Physical and Chemical Parameters of Processes Producing Rare-Metal Deposits in Granitoid Systems with Fluorine: Experimental Data

Abstract

The origin of rare-metal deposits in granites is considered with regard for experimental data, which place constraints onto interpretations of geological materials and the genetic models. The role of both magmatic and hydrothermal–metasomatic factors in the formation of various types of rare-metal deposits is discussed. The saturation concentrations of Ta and Nb in granite melt significantly depend on the melt composition and vary from ~2–5 to ~0.1 wt %. These concentrations depend much less significantly on temperature and pressure. In granite melt in equilibrium with fluorine-bearing fluid, Ta and Nb are strongly partitioned into the melt. The paper demonstrates principal difference in the partitioning of W and Ta, Nb, Sn in melt granite–salt systems. The fluoride water–salt phase is a very effective extractant of W, while Ta, Nb, and Sn are completely retained in the aluminosilicate melt.

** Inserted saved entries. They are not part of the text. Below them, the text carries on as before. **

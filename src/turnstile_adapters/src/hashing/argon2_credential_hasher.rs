use argon2::{
    Algorithm, Argon2, Params, PasswordHash, PasswordVerifier, Version,
    password_hash::{self, PasswordHasher, SaltString, rand_core},
};
use async_trait::async_trait;
use secrecy::{ExposeSecret, Secret};
use turnstile_core::{CredentialHasher, HashedPassword, Password, PasswordHashError};

/// Argon2id hashing on the blocking thread pool.
#[derive(Debug, Clone, Default)]
pub struct Argon2CredentialHasher;

#[async_trait]
impl CredentialHasher for Argon2CredentialHasher {
    async fn hash(&self, password: &Password) -> Result<HashedPassword, PasswordHashError> {
        compute_password_hash(password.clone())
            .await
            .map(HashedPassword::new)
            .map_err(PasswordHashError)
    }

    async fn verify(
        &self,
        candidate: &Password,
        expected: &HashedPassword,
    ) -> Result<bool, PasswordHashError> {
        verify_password_hash(expected.as_ref().clone(), candidate.clone())
            .await
            .map_err(PasswordHashError)
    }
}

fn argon2() -> Result<Argon2<'static>, String> {
    Ok(Argon2::new(
        Algorithm::Argon2id,
        Version::V0x13,
        Params::new(15000, 2, 1, None).map_err(|e| e.to_string())?,
    ))
}

#[tracing::instrument(name = "Verify password hash", skip_all)]
async fn verify_password_hash(
    expected_password_hash: Secret<String>,
    password_candidate: Password,
) -> Result<bool, String> {
    let current_span: tracing::Span = tracing::Span::current();
    tokio::task::spawn_blocking(move || {
        current_span.in_scope(|| {
            let expected_password_hash: PasswordHash<'_> =
                PasswordHash::new(expected_password_hash.expose_secret())
                    .map_err(|e| e.to_string())?;

            match argon2()?.verify_password(
                password_candidate.as_ref().expose_secret().as_bytes(),
                &expected_password_hash,
            ) {
                Ok(()) => Ok(true),
                Err(password_hash::Error::Password) => Ok(false),
                Err(e) => Err(e.to_string()),
            }
        })
    })
    .await
    .map_err(|e| e.to_string())?
}

#[tracing::instrument(name = "Computing password hash", skip_all)]
async fn compute_password_hash(password: Password) -> Result<Secret<String>, String> {
    let current_span: tracing::Span = tracing::Span::current();

    tokio::task::spawn_blocking(move || {
        current_span.in_scope(move || {
            let salt: SaltString = SaltString::generate(rand_core::OsRng);
            argon2()?
                .hash_password(password.as_ref().expose_secret().as_bytes(), &salt)
                .map(|h| Secret::from(h.to_string()))
                .map_err(|e| e.to_string())
        })
    })
    .await
    .map_err(|e| e.to_string())?
}
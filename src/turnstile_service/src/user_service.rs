use axum::{
    Router,
    http::{HeaderValue, Method, header, request},
};
use tokio::net::TcpListener;
use tower_http::{
    cors::{AllowOrigin, CorsLayer},
    trace::TraceLayer,
};
use turnstile_adapters::{
    auth::JwtTokenCodec,
    config::{AllowedOrigins, AuthSetting, constants::API_PREFIX},
    http::{AppState, routes::user_routes},
};
use turnstile_core::UserStore;

use crate::telemetry::{make_span_with_request_id, on_request, on_response};

/// User account service exposing every account route under `/api/v1/users`
pub struct UserService {
    router: Router,
}

impl UserService {
    /// Create a new UserService over the given store
    ///
    /// # Arguments
    /// * `user_store` - Store for user records (must be Clone)
    /// * `auth` - Secrets and time to live for access and refresh tokens
    pub fn new<U>(user_store: U, auth: &AuthSetting) -> Self
    where
        U: UserStore + Clone + 'static,
    {
        let token_codec = JwtTokenCodec::new(
            auth.access_token.jwt_config(),
            auth.refresh_token.jwt_config(),
        );
        let state = AppState::new(user_store, token_codec);

        let router = Router::new().nest(API_PREFIX, user_routes(state));

        Self { router }
    }

    fn with_trace_layer(mut self) -> Self {
        self.router = self.router.layer(
            TraceLayer::new_for_http()
                .make_span_with(make_span_with_request_id)
                .on_request(on_request)
                .on_response(on_response),
        );
        self
    }

    /// Convert the UserService into a router that can be mounted on another router
    ///
    /// # Arguments
    /// * `allowed_origins` - Optional list of allowed CORS origins
    pub fn as_nested_router(mut self, allowed_origins: Option<AllowedOrigins>) -> Router {
        if let Some(allowed_origins) = allowed_origins.filter(|origins| !origins.is_empty()) {
            let cors = CorsLayer::new()
                .allow_methods([Method::GET, Method::POST, Method::PATCH])
                .allow_headers([header::CONTENT_TYPE, header::AUTHORIZATION])
                .allow_credentials(true)
                .allow_origin(AllowOrigin::predicate(
                    move |origin: &HeaderValue, _request_parts: &request::Parts| {
                        allowed_origins.contains(origin)
                    },
                ));

            self.router = self.router.layer(cors);
        }
        self.with_trace_layer().router
    }

    /// Run the user service as a standalone server until ctrl-c or SIGTERM
    pub async fn run_standalone(
        self,
        listener: TcpListener,
        allowed_origins: Option<AllowedOrigins>,
    ) -> Result<(), std::io::Error> {
        let router = self.as_nested_router(allowed_origins);

        tracing::info!("User service listening on {}", listener.local_addr()?);

        axum::serve(listener, router)
            .with_graceful_shutdown(shutdown_signal())
            .await
    }
}

async fn shutdown_signal() {
    let ctrl_c = async {
        if let Err(e) = tokio::signal::ctrl_c().await {
            tracing::error!(error = %e, "Failed to listen for ctrl-c");
        }
    };

    #[cfg(unix)]
    let terminate = async {
        match tokio::signal::unix::signal(tokio::signal::unix::SignalKind::terminate()) {
            Ok(mut signal) => {
                signal.recv().await;
            }
            Err(e) => {
                tracing::error!(error = %e, "Failed to listen for SIGTERM");
                std::future::pending::<()>().await;
            }
        }
    };

    #[cfg(not(unix))]
    let terminate = std::future::pending::<()>();

    tokio::select! {
        _ = ctrl_c => {},
        _ = terminate => {},
    }

    tracing::info!("Shutdown signal received");
}
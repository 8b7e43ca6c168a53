pub mod session_manager;
pub mod use_cases;

pub use session_manager::{SessionError, SessionManager, SessionTokens};
pub use use_cases::{
    profile::{ProfileError, ProfileUseCase},
    signup::{NewAccount, SignupError, SignupUseCase},
};
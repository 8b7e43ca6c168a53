use axum::{Json, extract::State, response::IntoResponse};
use axum_extra::extract::WithRejection;
use serde::Deserialize;
use turnstile_core::{Email, FullName, ImageUrl, UserStore};

use super::required;
use crate::http::{ApiError, ApiResponse, AppState, AuthenticatedUser};

#[derive(Debug, Deserialize)]
#[serde(rename_all = "camelCase")]
pub struct UpdateAccountRequest {
    #[serde(alias = "fullname")]
    pub full_name: Option<String>,
    pub email: Option<String>,
}

#[derive(Debug, Deserialize)]
pub struct AvatarRequest {
    pub avatar: Option<String>,
}

#[derive(Debug, Deserialize)]
#[serde(rename_all = "camelCase")]
pub struct CoverImageRequest {
    pub cover_image: Option<String>,
}

#[tracing::instrument(name = "Current user", skip_all, fields(user_id = %user.id))]
pub async fn current_user<U>(
    State(state): State<AppState<U>>,
    AuthenticatedUser(user): AuthenticatedUser,
) -> Result<impl IntoResponse, ApiError>
where
    U: UserStore + Clone + 'static,
{
    let profile = state.profiles.current_user(&user.id).await?;
    Ok(ApiResponse::ok(profile, "User fetched successfully"))
}

#[tracing::instrument(name = "Update account", skip_all, fields(user_id = %user.id))]
pub async fn update_account<U>(
    State(state): State<AppState<U>>,
    AuthenticatedUser(user): AuthenticatedUser,
    WithRejection(Json(request), _): WithRejection<Json<UpdateAccountRequest>, ApiError>,
) -> Result<impl IntoResponse, ApiError>
where
    U: UserStore + Clone + 'static,
{
    let (Some(full_name), Some(email)) = (required(request.full_name), required(request.email))
    else {
        return Err(ApiError::BadRequest("All fields are required".to_owned()));
    };

    let profile = state
        .profiles
        .update_details(&user.id, FullName::parse(&full_name)?, Email::parse(&email)?)
        .await?;

    Ok(ApiResponse::ok(
        profile,
        "Account details updated successfully",
    ))
}

#[tracing::instrument(name = "Update avatar", skip_all, fields(user_id = %user.id))]
pub async fn update_avatar<U>(
    State(state): State<AppState<U>>,
    AuthenticatedUser(user): AuthenticatedUser,
    WithRejection(Json(request), _): WithRejection<Json<AvatarRequest>, ApiError>,
) -> Result<impl IntoResponse, ApiError>
where
    U: UserStore + Clone + 'static,
{
    let avatar = required(request.avatar)
        .ok_or_else(|| ApiError::BadRequest("Avatar file is missing".to_owned()))?;

    let profile = state
        .profiles
        .update_avatar(&user.id, ImageUrl::parse(&avatar)?)
        .await?;

    Ok(ApiResponse::ok(profile, "Avatar image updated successfully"))
}

#[tracing::instrument(name = "Update cover image", skip_all, fields(user_id = %user.id))]
pub async fn update_cover_image<U>(
    State(state): State<AppState<U>>,
    AuthenticatedUser(user): AuthenticatedUser,
    WithRejection(Json(request), _): WithRejection<Json<CoverImageRequest>, ApiError>,
) -> Result<impl IntoResponse, ApiError>
where
    U: UserStore + Clone + 'static,
{
    let cover_image = required(request.cover_image)
        .ok_or_else(|| ApiError::BadRequest("Cover image file is missing".to_owned()))?;

    let profile = state
        .profiles
        .update_cover_image(&user.id, ImageUrl::parse(&cover_image)?)
        .await?;

    Ok(ApiResponse::ok(profile, "Cover image updated successfully"))
}
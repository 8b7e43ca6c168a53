use serde::Serialize;

use super::user::UserError;

/// Reference to an image hosted by the media provider.
#[derive(Debug, Clone, PartialEq, Eq, Serialize)]
#[serde(transparent)]
pub struct ImageUrl(String);

impl ImageUrl {
    pub fn parse(raw: &str) -> Result<Self, UserError> {
        let trimmed = raw.trim();

        let has_scheme = trimmed.starts_with("https://") || trimmed.starts_with("http://");
        if !has_scheme || trimmed.chars().any(char::is_whitespace) {
            return Err(UserError::InvalidImageUrl);
        }

        Ok(Self(trimmed.to_owned()))
    }
}

impl AsRef<str> for ImageUrl {
    fn as_ref(&self) -> &str {
        &self.0
    }
}
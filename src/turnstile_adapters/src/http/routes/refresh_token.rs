use axum::{body::Bytes, extract::State, response::IntoResponse};
use axum_extra::extract::CookieJar;
use serde::{Deserialize, Serialize};
use turnstile_core::UserStore;

use crate::{
    auth::{add_session_cookies, extract_token},
    config::constants::REFRESH_TOKEN_COOKIE_NAME,
    http::{ApiError, ApiResponse, AppState},
};

#[derive(Debug, Default, Deserialize)]
#[serde(rename_all = "camelCase")]
pub struct RefreshTokenRequest {
    pub refresh_token: Option<String>,
}

#[derive(Debug, Serialize)]
#[serde(rename_all = "camelCase")]
pub struct RefreshTokenData {
    pub access_token: String,
    pub refresh_token: String,
}

/// Rotates the session. The presented token comes from the `refreshToken`
/// cookie, falling back to a `refreshToken` field in an optional JSON body.
#[tracing::instrument(name = "Refresh token", skip_all)]
pub async fn refresh_token<U>(
    State(state): State<AppState<U>>,
    jar: CookieJar,
    body: Bytes,
) -> Result<impl IntoResponse, ApiError>
where
    U: UserStore + Clone + 'static,
{
    let presented = extract_token(&jar, REFRESH_TOKEN_COOKIE_NAME)
        .map(str::to_owned)
        .or_else(|| token_from_body(&body));

    let tokens = state.sessions.refresh(presented.as_deref()).await?;

    let jar = add_session_cookies(jar, &tokens.access_token, &tokens.refresh_token);
    let data = RefreshTokenData {
        access_token: tokens.access_token,
        refresh_token: tokens.refresh_token,
    };

    Ok((jar, ApiResponse::ok(data, "Access token refreshed")))
}

fn token_from_body(body: &[u8]) -> Option<String> {
    if body.is_empty() {
        return None;
    }
    serde_json::from_slice::<RefreshTokenRequest>(body)
        .ok()?
        .refresh_token
        .filter(|token| !token.trim().is_empty())
}
use reqwest::{
    Response,
    header::{AUTHORIZATION, CONTENT_TYPE, COOKIE, SET_COOKIE},
};
use secrecy::Secret;
use serde_json::{Value, json};
use turnstile_adapters::{
    config::{
        AllowedOrigins, AuthSetting, TokenSetting,
        constants::{API_PREFIX, test},
    },
    persistence::HashMapUserStore,
};
use turnstile_service::UserService;

pub struct TestApp {
    pub address: String,
    pub http_client: reqwest::Client,
}

impl TestApp {
    pub async fn new() -> Self {
        let auth = AuthSetting {
            access_token: TokenSetting {
                secret: Secret::from("test-access-token-secret".to_owned()),
                time_to_live: 900,
            },
            refresh_token: TokenSetting {
                secret: Secret::from("test-refresh-token-secret".to_owned()),
                time_to_live: 864_000,
            },
            allowed_origins: AllowedOrigins::default(),
        };
        let router = UserService::new(HashMapUserStore::new(), &auth).as_nested_router(None);

        let listener = tokio::net::TcpListener::bind(test::APP_ADDRESS)
            .await
            .expect("Failed to bind test listener");
        let address = format!("http://{}", listener.local_addr().unwrap());

        tokio::spawn(async move {
            axum::serve(listener, router)
                .await
                .expect("Failed to run test server");
        });

        Self {
            address,
            http_client: reqwest::Client::new(),
        }
    }

    pub fn url(&self, path: &str) -> String {
        format!("{}{}{}", self.address, API_PREFIX, path)
    }

    pub async fn post_register<Body: serde::Serialize>(&self, body: &Body) -> Response {
        self.http_client
            .post(self.url("/register"))
            .json(body)
            .send()
            .await
            .expect("Failed to execute request.")
    }

    pub async fn post_login<Body: serde::Serialize>(&self, body: &Body) -> Response {
        self.http_client
            .post(self.url("/login"))
            .json(body)
            .send()
            .await
            .expect("Failed to execute request.")
    }

    pub async fn post_login_raw(&self, body: &'static str) -> Response {
        self.http_client
            .post(self.url("/login"))
            .header(CONTENT_TYPE, "application/json")
            .body(body)
            .send()
            .await
            .expect("Failed to execute request.")
    }

    pub async fn post_logout_with_cookie(&self, access_token: &str) -> Response {
        self.http_client
            .post(self.url("/logout"))
            .header(COOKIE, format!("accessToken={access_token}"))
            .send()
            .await
            .expect("Failed to execute request.")
    }

    pub async fn post_logout(&self) -> Response {
        self.http_client
            .post(self.url("/logout"))
            .send()
            .await
            .expect("Failed to execute request.")
    }

    pub async fn post_refresh_with_cookie(&self, refresh_token: &str) -> Response {
        self.http_client
            .post(self.url("/refresh-token"))
            .header(COOKIE, format!("refreshToken={refresh_token}"))
            .send()
            .await
            .expect("Failed to execute request.")
    }

    pub async fn post_refresh_with_body(&self, refresh_token: &str) -> Response {
        self.http_client
            .post(self.url("/refresh-token"))
            .json(&json!({ "refreshToken": refresh_token }))
            .send()
            .await
            .expect("Failed to execute request.")
    }

    pub async fn post_refresh_without_token(&self) -> Response {
        self.http_client
            .post(self.url("/refresh-token"))
            .send()
            .await
            .expect("Failed to execute request.")
    }

    pub async fn post_change_password<Body: serde::Serialize>(
        &self,
        access_token: &str,
        body: &Body,
    ) -> Response {
        self.http_client
            .post(self.url("/change-password"))
            .header(AUTHORIZATION, format!("Bearer {access_token}"))
            .json(body)
            .send()
            .await
            .expect("Failed to execute request.")
    }

    pub async fn get_current_user(&self, access_token: &str) -> Response {
        self.http_client
            .get(self.url("/current-user"))
            .header(AUTHORIZATION, format!("Bearer {access_token}"))
            .send()
            .await
            .expect("Failed to execute request.")
    }

    pub async fn get_current_user_with_cookie(&self, access_token: &str) -> Response {
        self.http_client
            .get(self.url("/current-user"))
            .header(COOKIE, format!("accessToken={access_token}"))
            .send()
            .await
            .expect("Failed to execute request.")
    }

    pub async fn patch<Body: serde::Serialize>(
        &self,
        path: &str,
        access_token: Option<&str>,
        body: &Body,
    ) -> Response {
        let mut request = self.http_client.patch(self.url(path)).json(body);
        if let Some(token) = access_token {
            request = request.header(AUTHORIZATION, format!("Bearer {token}"));
        }
        request.send().await.expect("Failed to execute request.")
    }

    /// Registers the given account and logs it in by username.
    pub async fn signed_in(&self, username: &str, email: &str, password: &str) -> Session {
        let response = self
            .post_register(&registration(username, email, password))
            .await;
        assert_eq!(response.status().as_u16(), 201);

        let response = self
            .post_login(&json!({ "username": username, "password": password }))
            .await;
        assert_eq!(response.status().as_u16(), 200);

        let body: Value = response.json().await.unwrap();
        Session {
            access_token: body["data"]["accessToken"].as_str().unwrap().to_owned(),
            refresh_token: body["data"]["refreshToken"].as_str().unwrap().to_owned(),
        }
    }
}

pub struct Session {
    pub access_token: String,
    pub refresh_token: String,
}

pub fn registration(username: &str, email: &str, password: &str) -> Value {
    json!({
        "fullName": "Alice Liddell",
        "email": email,
        "username": username,
        "password": password,
    })
}

/// The raw `Set-Cookie` header for `name`, if the response set one.
pub fn set_cookie(response: &Response, name: &str) -> Option<String> {
    let prefix = format!("{name}=");
    response
        .headers()
        .get_all(SET_COOKIE)
        .iter()
        .filter_map(|value| value.to_str().ok())
        .find(|value| value.starts_with(&prefix))
        .map(str::to_owned)
}

/// The value part of a `Set-Cookie` header.
pub fn cookie_value(set_cookie: &str) -> &str {
    set_cookie
        .split(';')
        .next()
        .and_then(|pair| pair.split_once('='))
        .map(|(_, value)| value)
        .unwrap_or_default()
}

The model magmatic fluid in equilibrium with Li–F granite melt is multiphase and contains significant amounts of SiO2 and Na, Al, Li and K fluorides. The solubility of ore minerals in this fluid is insignificant, with the concentration of Nb much higher than that of Ta. The HF concentrations in high-temperature magmatic fluids were estimated at ~0.5–1 M HF. The experimentally determined solidus temperatures of Li–F granites are ~570–630°C at a pressure of 100–200 MPa. At T = 300–550°С and P = 50–100 MPa, the actual hydrothermal transfer of Ta and Nb is possible only with sufficiently concentrated HF and, possibly, KF solutions (fluids). In sodium alkaline solutions, hydrothermal transport is quite probable for Nb but difficult for Ta, and the pyrochlore solubility is thereby higher than that of columbite.